Against this backdrop, we encounter various important questions: “Is grocery shopping a mere effort for consumers just to replenish supplies?” “Will grocery shopping at a physical store, eventually be replaced by home delivery in order to save hassles?” We believe grocery shopping is not the one “ticky-tacky” experience, rather, it consists of multi-strata experiences, i.e. each shopper has the opportunity to experience painful and/or delightful moments during the purchasing process (even during the same shopping trip).

As for our technology development project called “Smart Shopping-Aid”, we aimed to enhance shopper’s experiences by introducing new media equipments and information-communication systems at a physical grocery shopping environment. Our principal technological challenge was not to improve logistics or store operations, which was likely to be employed at similar technology development projects (for an overview of the area, see Krafft and Mantrala, 2006), but rather to ease shopper’s sore experiences as well as to expand capabilities for him/her to encounter enjoyable moments; this should be truly a human-centered approach.

For these reasons, we had to understand shopper’s experiences at a physical storefront as the first outset. Some basic questions arose here: How did he/she conduct everyday grocery shopping? What did he/she feel in the course of his/her shopping trip? What were the painful or delightful experiences and why? And, then, what did he/she expect explicitly and implicitly when grocery shopping?


To address the questions posed above, we paid particular attention to a holistic grocery shopping process because the shopping experience is, as we suggest, more than a composition of discrete actions and/or feelings towards a shopping arena. Rather it is a type of narrative featuring various vignettes.

But how should we approach this seemingly complex process with limited time and budget? Besides, our project team consisted of solely tech-heads: an HCI researcher with an artificial intelligence background (first author), a system engineering researcher (second author), and an interaction designer, and none were familiar with fieldwork1 at the time.

Along with learning how to conduct fieldwork, we, as tech-heads, came up with an idea that we could use digital sensors as complementary means to observe shopper’s experiences. We already knew of earlier studies that utilized digital sensors to learn about shopper’s experiences in retail arena. Sorensen’s work is a prominent one: He installed location sensors in shopping carts and baskets, and observed more than 200,000 shopping trips in a laboratory store (Sorensen, 2003). Sorensen conducted a series of experiments to know “shopper behavior on a wall-to-wall, entrance-to-exit basis,” and clarified “the impact of location on shopper behavior, independent of the products in front of them.” Not only his discovery, but the approach itself was very attractive for us, one of the concerns for us was however that Sorensen broke “the entire shopping process into component parts.” As we mentioned earlier, we were interested in the entire shopping process because the purpose of our work was to know the truth about shopping, not the store layout’s.

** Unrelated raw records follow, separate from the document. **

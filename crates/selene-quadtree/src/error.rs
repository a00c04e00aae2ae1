//! Terrain selection error types.

use selene_stream::StreamError;

/// Errors surfaced by the per-frame selection/aging driver.
#[derive(Debug, thiserror::Error)]
pub enum TerrainError {
    /// The render list reached its configured entry cap. A capacity
    /// violation: the cap is too small for the current view.
    #[error("render list full ({cap} entries)")]
    RenderListFull { cap: usize },

    /// A texture load or upload failed on the synchronous path.
    #[error(transparent)]
    Stream(#[from] StreamError),
}
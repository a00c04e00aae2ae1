//! Quadtree node: per-patch selection, texture resolution, and aging.

use glam::DVec3;
use std::sync::Arc;

use selene_collide::{DividedBounds, Frustum, Sphere};
use selene_cubesphere::{CubeFace, TileAddress};
use selene_stream::{TextureSlots, TileTextures};

use crate::render_list::{PatchEntry, QuadrantMask, RenderList, StreamedTextureBinding};
use crate::resolve::{ResolveContext, resolve_textures};
use crate::TerrainError;

/// Per-tree constants shared by every node of a face quadtree.
#[derive(Clone, Copy, Debug)]
pub struct TreeParams {
    /// Face edge length in face-local units.
    pub face_size: f64,
    /// Planet radius in world units.
    pub radius: f64,
    /// Culling sphere radius for level-0 geometry; doubles per level.
    pub leaf_distance: f64,
    /// Nodes are never subdivided below this level.
    pub min_subdivision_level: u8,
}

/// Everything one frame's selection pass needs.
pub(crate) struct SelectContext<'a> {
    pub camera: DVec3,
    pub frustum: &'a Frustum,
    pub params: &'a TreeParams,
    pub resolve: ResolveContext<'a>,
    pub list: &'a mut RenderList,
}

/// One square patch of one cube face at one LOD level.
///
/// Owns its four children exclusively; exactly one node exists per tile
/// address reachable through the tree. The texture record is shared with
/// in-flight decode workers through an `Arc`.
pub struct TerrainNode {
    address: TileAddress,
    /// Face-local minimum corner of the footprint.
    offset: [f64; 2],
    /// Footprint edge length in face-local units.
    size: f64,
    bounds: DividedBounds,
    /// The height interval the bounds were built from; rebuilt lazily when
    /// the effective heights change.
    bounds_heights: (f64, f64),
    age: u32,
    visited: bool,
    textures: Arc<TileTextures>,
    children: [Option<Box<TerrainNode>>; 4],
}

impl TerrainNode {
    fn new(
        address: TileAddress,
        offset: [f64; 2],
        size: f64,
        textures: Arc<TileTextures>,
        params: &TreeParams,
    ) -> Self {
        let heights = heights_of(&textures);
        let bounds = build_bounds(address.face, offset, size, heights, params);
        Self {
            address,
            offset,
            size,
            bounds,
            bounds_heights: heights,
            age: 0,
            visited: false,
            textures,
            children: [None, None, None, None],
        }
    }

    /// Create the root node of one face quadtree.
    #[must_use]
    pub fn new_root(face: CubeFace, root_level: u8, params: &TreeParams) -> Self {
        let address = TileAddress::new(face, root_level, 0, 0);
        let textures = TileTextures::new_root(address);
        Self::new(address, [0.0, 0.0], params.face_size, textures, params)
    }

    /// The tile this node covers.
    #[must_use]
    pub fn address(&self) -> TileAddress {
        self.address
    }

    /// Frames since this node was last visited by selection.
    #[must_use]
    pub fn age(&self) -> u32 {
        self.age
    }

    /// The node's texture cache record.
    #[must_use]
    pub fn textures(&self) -> &Arc<TileTextures> {
        &self.textures
    }

    /// The child covering quadrant `q`, if it has been created.
    #[must_use]
    pub fn child(&self, q: usize) -> Option<&TerrainNode> {
        self.children.get(q).and_then(|c| c.as_deref())
    }

    /// Rebuild the bounding volume if the effective height interval moved.
    fn refresh_bounds(&mut self, params: &TreeParams) {
        let heights = heights_of(&self.textures);
        if heights != self.bounds_heights {
            self.bounds = build_bounds(self.address.face, self.offset, self.size, heights, params);
            self.bounds_heights = heights;
        }
    }

    fn ensure_child(&mut self, q: usize, params: &TreeParams) {
        if self.children[q].is_some() {
            return;
        }
        let address = self.address.child(q);
        let half = self.size * 0.5;
        let offset = [
            self.offset[0] + if q & 1 != 0 { half } else { 0.0 },
            self.offset[1] + if q & 2 != 0 { half } else { 0.0 },
        ];
        let textures = TileTextures::new_child(&self.textures, address);
        self.children[q] = Some(Box::new(Self::new(address, offset, half, textures, params)));
    }

    fn entry(&self, quadrants: QuadrantMask, textures: StreamedTextureBinding) -> PatchEntry {
        PatchEntry {
            face: self.address.face,
            level: self.address.level,
            offset: self.offset,
            size: self.size,
            quadrants,
            textures,
        }
    }

    /// Recursive CDLOD selection, re-run every frame.
    ///
    /// A node's geometry is detailed enough only within a camera sphere
    /// whose radius doubles per level. Outside that sphere (or at the
    /// minimum level) the node is a selection leaf; inside it, detail is
    /// delegated to the colliding children and the node renders only the
    /// ring of quadrants no child covers, so LOD boundaries neither overlap
    /// nor leave gaps.
    pub(crate) fn select(&mut self, ctx: &mut SelectContext<'_>) -> Result<(), TerrainError> {
        self.visited = true;
        self.age = 0;

        // Resolution runs even when this node ends up frustum-culled:
        // visible neighbors depend on this node's texture LOD being settled,
        // or texture seams appear along their shared edge.
        let textures = resolve_textures(&self.textures, &mut ctx.resolve)?;
        self.refresh_bounds(ctx.params);

        let cull_radius = ctx.params.leaf_distance * 2f64.powi(i32::from(self.address.level));
        let cull = Sphere::new(ctx.camera, cull_radius);

        let is_leaf = self.address.level <= ctx.params.min_subdivision_level
            || !self.bounds.intersects_sphere(&cull);
        if is_leaf {
            if self.bounds.intersects_frustum(ctx.frustum) {
                ctx.list.push(self.entry(QuadrantMask::FULL, textures))?;
            }
            return Ok(());
        }

        let mut covered = QuadrantMask::EMPTY;
        for q in 0..4 {
            self.ensure_child(q, ctx.params);
            let Some(child) = &mut self.children[q] else {
                continue;
            };
            child.refresh_bounds(ctx.params);
            if child.bounds.intersects_sphere(&cull) {
                child.select(ctx)?;
                covered.set(q);
            }
        }

        if self.bounds.intersects_frustum(ctx.frustum) {
            let ring = covered.complement();
            if !ring.is_empty() {
                ctx.list.push(self.entry(ring, textures))?;
            }
        }
        Ok(())
    }

    /// Age every child, evicting subtrees whose age exceeds `ttl`.
    ///
    /// Called once per frame after selection. A child visited this frame
    /// keeps age zero; any other child ages by one. Eviction is
    /// unconditional once the TTL is exceeded and releases the subtree's
    /// GPU slots (children first) before dropping it.
    pub(crate) fn age_children(&mut self, ttl: u32, slots: &mut dyn TextureSlots) {
        for slot in &mut self.children {
            let evict = match slot {
                Some(child) => {
                    if child.visited {
                        child.visited = false;
                        false
                    } else {
                        child.age += 1;
                        child.age > ttl
                    }
                }
                None => false,
            };
            if evict {
                if let Some(mut child) = slot.take() {
                    log::debug!("evicting tile {} subtree", child.address);
                    child.release_subtree(slots);
                }
            } else if let Some(child) = slot {
                child.age_children(ttl, slots);
            }
        }
    }

    fn release_subtree(&mut self, slots: &mut dyn TextureSlots) {
        for slot in &mut self.children {
            if let Some(child) = slot {
                child.release_subtree(slots);
            }
        }
        self.textures.release(slots);
    }
}

/// The node's effective height interval: its own record's range, or the
/// nearest ancestor's, or zero before anything has loaded.
fn heights_of(textures: &Arc<TileTextures>) -> (f64, f64) {
    let mut cursor = Some(Arc::clone(textures));
    while let Some(record) = cursor {
        if let Some(heights) = record.heights() {
            return (heights.min_world, heights.max_world);
        }
        cursor = record.parent();
    }
    (0.0, 0.0)
}

fn build_bounds(
    face: CubeFace,
    offset: [f64; 2],
    size: f64,
    heights: (f64, f64),
    params: &TreeParams,
) -> DividedBounds {
    DividedBounds::from_box(
        DVec3::new(offset[0], heights.0, offset[1]),
        DVec3::new(offset[0] + size, heights.1, offset[1] + size),
        face,
        params.face_size,
        params.radius,
    )
}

We, therefore, reexamined his methods and framed our methods: to build complementary relationships between participant observation and digital-sensor observation. As for participant observation, we assumed we could take down detailed behaviors and utterances with relatively small number of shoppers. As for digital-sensor observation, we would be able to gather behavioral data with a much larger number of shoppers through multiple sensors embedded in shopping carts. We were convinced that each means had its respective advantages. Participant observation can preserve shopper’s behaviors and utterances that encapsulate a variety of contexts without spoiling these mutual relationships. On the other hand, digital-sensor observation enables us to record shopper’s entire moment-to-moment behaviors with unified metrics, i.e. it can easily bring about answers to such the questions: “How fast does a shopper walk around in the store in the course of his/her shopping trip?” “How many times does he/she stop by at the aisles?” We expected digital sensors could complement our weak point such that human perceptions were not always stable; under the condition accompanying time-space transition, observers face difficulties in becoming aware of subtle changes or differences of informant’s behaviors and emotions, although these sometimes come to be valuable resources for our critical insights.

By referring to the data derived from both means, we believed we could eventually obtain robust insights into shopping. We will discuss now these operational details in the following section.


Research Focus

Unlike the United States, Japanese consumers are likely to shop at grocery stores quite frequently2, perhaps because Japanese residence is relatively small―refrigerators tend to be smaller than those in the U.S. accordingly―and the weather is humid, it is, therefore, more difficult to keep grocery foods as fresh. Their primary objective is thus to buy things for the day, especially for their dinner arrangements. While they shop, they are likely to think about “What is good for today’s main dish?” and “Which snacks or appetizers are well suited as main dish?” These thoughts imply that grocery shopping is no longer a mere replenishment of supplies, but rather an integral part of the entire meal arrangement process.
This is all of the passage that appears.